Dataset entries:
· · · · ·
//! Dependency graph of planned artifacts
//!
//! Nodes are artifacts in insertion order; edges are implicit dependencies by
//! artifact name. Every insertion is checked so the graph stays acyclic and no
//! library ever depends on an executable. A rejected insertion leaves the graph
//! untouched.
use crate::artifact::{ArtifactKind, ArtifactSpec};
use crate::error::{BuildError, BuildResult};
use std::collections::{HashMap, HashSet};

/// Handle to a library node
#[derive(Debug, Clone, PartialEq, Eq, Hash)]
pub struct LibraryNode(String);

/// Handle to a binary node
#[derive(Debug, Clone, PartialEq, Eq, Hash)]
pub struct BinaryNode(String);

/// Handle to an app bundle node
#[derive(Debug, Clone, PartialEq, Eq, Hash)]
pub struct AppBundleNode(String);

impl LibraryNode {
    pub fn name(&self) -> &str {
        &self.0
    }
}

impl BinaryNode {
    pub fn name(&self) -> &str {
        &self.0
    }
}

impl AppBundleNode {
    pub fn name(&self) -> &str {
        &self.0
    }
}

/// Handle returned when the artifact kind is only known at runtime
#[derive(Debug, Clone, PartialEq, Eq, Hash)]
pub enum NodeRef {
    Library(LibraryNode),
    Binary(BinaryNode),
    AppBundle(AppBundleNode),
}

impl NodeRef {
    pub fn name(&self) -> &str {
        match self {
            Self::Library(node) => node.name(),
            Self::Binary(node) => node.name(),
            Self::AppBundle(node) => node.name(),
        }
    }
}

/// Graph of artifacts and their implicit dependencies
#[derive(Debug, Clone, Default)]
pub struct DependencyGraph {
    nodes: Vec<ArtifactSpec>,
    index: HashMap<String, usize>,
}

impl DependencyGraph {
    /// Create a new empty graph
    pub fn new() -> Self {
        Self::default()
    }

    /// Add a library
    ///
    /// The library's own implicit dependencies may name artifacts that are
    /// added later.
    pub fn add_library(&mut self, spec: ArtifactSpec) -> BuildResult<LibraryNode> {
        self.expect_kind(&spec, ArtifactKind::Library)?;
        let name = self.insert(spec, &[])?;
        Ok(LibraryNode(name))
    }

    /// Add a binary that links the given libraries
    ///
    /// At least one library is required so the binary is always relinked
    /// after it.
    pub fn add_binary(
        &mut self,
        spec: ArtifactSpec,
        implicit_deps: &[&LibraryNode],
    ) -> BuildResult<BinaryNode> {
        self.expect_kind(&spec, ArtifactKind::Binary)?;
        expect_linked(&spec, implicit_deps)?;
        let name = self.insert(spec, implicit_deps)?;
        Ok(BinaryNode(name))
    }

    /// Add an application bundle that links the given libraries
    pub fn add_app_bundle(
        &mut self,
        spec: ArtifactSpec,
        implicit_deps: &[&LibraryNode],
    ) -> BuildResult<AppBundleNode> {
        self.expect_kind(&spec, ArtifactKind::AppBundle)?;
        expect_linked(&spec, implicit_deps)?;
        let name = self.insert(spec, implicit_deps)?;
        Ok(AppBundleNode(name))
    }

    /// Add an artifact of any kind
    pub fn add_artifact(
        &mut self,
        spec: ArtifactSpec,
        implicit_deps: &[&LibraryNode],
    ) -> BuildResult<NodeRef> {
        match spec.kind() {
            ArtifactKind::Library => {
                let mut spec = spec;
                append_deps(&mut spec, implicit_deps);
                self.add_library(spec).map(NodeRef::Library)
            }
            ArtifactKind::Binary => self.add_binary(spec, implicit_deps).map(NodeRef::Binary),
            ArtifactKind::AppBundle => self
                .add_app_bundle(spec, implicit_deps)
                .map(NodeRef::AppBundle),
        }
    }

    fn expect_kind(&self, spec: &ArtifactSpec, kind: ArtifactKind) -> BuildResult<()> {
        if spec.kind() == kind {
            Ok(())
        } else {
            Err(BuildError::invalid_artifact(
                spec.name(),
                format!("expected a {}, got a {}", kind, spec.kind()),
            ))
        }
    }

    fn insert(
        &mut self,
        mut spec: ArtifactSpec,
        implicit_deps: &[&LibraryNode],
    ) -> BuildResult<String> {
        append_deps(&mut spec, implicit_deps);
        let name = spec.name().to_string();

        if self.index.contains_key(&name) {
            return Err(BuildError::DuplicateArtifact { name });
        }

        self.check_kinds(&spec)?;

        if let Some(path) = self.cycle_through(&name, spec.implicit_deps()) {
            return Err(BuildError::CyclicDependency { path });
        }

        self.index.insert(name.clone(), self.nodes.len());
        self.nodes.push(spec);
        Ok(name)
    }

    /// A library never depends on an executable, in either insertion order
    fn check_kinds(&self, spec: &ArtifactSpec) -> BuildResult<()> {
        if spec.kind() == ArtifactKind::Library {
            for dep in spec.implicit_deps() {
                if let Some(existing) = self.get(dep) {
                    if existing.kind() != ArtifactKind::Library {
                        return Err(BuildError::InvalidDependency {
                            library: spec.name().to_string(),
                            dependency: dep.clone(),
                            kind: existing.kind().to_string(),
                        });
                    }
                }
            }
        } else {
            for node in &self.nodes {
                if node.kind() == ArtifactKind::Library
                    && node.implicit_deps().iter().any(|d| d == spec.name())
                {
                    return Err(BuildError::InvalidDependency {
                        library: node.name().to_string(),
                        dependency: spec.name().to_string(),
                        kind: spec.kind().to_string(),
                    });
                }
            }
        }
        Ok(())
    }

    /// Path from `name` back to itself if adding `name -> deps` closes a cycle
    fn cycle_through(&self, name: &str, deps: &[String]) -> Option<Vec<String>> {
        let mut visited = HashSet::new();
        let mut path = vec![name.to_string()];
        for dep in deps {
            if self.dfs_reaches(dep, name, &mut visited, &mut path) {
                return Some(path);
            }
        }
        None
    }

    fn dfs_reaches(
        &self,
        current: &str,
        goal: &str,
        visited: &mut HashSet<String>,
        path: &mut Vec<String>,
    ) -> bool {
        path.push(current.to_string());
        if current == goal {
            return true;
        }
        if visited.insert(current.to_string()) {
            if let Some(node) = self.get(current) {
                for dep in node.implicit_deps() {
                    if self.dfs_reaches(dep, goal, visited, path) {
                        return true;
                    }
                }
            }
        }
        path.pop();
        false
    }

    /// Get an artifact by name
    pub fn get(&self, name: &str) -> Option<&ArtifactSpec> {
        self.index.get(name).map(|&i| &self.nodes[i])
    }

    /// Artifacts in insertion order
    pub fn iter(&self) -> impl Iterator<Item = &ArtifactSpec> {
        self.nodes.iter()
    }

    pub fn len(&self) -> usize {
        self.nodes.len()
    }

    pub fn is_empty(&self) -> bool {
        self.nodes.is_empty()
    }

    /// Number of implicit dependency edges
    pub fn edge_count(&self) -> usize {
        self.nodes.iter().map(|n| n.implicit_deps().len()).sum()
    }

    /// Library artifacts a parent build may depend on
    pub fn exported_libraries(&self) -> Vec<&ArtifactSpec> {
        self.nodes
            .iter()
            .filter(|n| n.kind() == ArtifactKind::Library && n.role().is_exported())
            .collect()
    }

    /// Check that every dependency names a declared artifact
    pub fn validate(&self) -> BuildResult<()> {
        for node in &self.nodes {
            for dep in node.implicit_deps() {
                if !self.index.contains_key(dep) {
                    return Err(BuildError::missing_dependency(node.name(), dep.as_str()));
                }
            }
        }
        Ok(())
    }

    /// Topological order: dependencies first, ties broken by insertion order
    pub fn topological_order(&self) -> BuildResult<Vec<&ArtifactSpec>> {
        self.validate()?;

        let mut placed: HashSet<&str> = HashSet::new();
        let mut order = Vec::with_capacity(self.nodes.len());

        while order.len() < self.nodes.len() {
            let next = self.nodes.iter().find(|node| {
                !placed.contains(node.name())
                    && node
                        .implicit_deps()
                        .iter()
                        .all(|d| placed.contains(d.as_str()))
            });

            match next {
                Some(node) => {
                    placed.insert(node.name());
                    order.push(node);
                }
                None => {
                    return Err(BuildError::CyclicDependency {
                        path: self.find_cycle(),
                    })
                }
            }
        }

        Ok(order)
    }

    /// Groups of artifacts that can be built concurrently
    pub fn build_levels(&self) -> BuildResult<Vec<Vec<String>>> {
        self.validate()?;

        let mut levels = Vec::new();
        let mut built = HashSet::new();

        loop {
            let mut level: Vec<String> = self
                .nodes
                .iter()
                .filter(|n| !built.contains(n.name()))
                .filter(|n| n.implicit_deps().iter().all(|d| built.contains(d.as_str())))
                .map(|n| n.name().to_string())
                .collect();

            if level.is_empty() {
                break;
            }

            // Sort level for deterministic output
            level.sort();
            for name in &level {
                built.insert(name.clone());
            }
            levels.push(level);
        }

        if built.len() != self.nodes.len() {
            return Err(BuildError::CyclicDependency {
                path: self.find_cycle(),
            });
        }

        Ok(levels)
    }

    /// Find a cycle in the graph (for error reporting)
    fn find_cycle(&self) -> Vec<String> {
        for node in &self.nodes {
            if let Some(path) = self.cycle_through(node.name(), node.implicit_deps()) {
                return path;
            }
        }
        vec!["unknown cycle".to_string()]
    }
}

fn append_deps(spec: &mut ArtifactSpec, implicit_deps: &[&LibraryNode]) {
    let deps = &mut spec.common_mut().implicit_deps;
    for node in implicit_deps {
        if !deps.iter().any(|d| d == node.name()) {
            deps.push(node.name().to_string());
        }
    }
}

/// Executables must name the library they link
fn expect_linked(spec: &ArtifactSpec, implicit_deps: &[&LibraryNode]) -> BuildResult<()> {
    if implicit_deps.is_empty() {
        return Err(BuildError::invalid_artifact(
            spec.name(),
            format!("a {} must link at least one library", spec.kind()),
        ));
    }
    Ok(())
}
· · · · ·
__Assigned task__: Copy the lines above exactly, beginning at the line that has "level.sort();" and stopping after the line that has "deps.push(node.name().to_string());", and omit the rest.

__Your response__:
            level.sort();
            for name in &level {
                built.insert(name.clone());
            }
            levels.push(level);
        }

        if built.len() != self.nodes.len() {
            return Err(BuildError::CyclicDependency {
                path: self.find_cycle(),
            });
        }

        Ok(levels)
    }

    /// Find a cycle in the graph (for error reporting)
    fn find_cycle(&self) -> Vec<String> {
        for node in &self.nodes {
            if let Some(path) = self.cycle_through(node.name(), node.implicit_deps()) {
                return path;
            }
        }
        vec!["unknown cycle".to_string()]
    }
}

fn append_deps(spec: &mut ArtifactSpec, implicit_deps: &[&LibraryNode]) {
    let deps = &mut spec.common_mut().implicit_deps;
    for node in implicit_deps {
        if !deps.iter().any(|d| d == node.name()) {
            deps.push(node.name().to_string());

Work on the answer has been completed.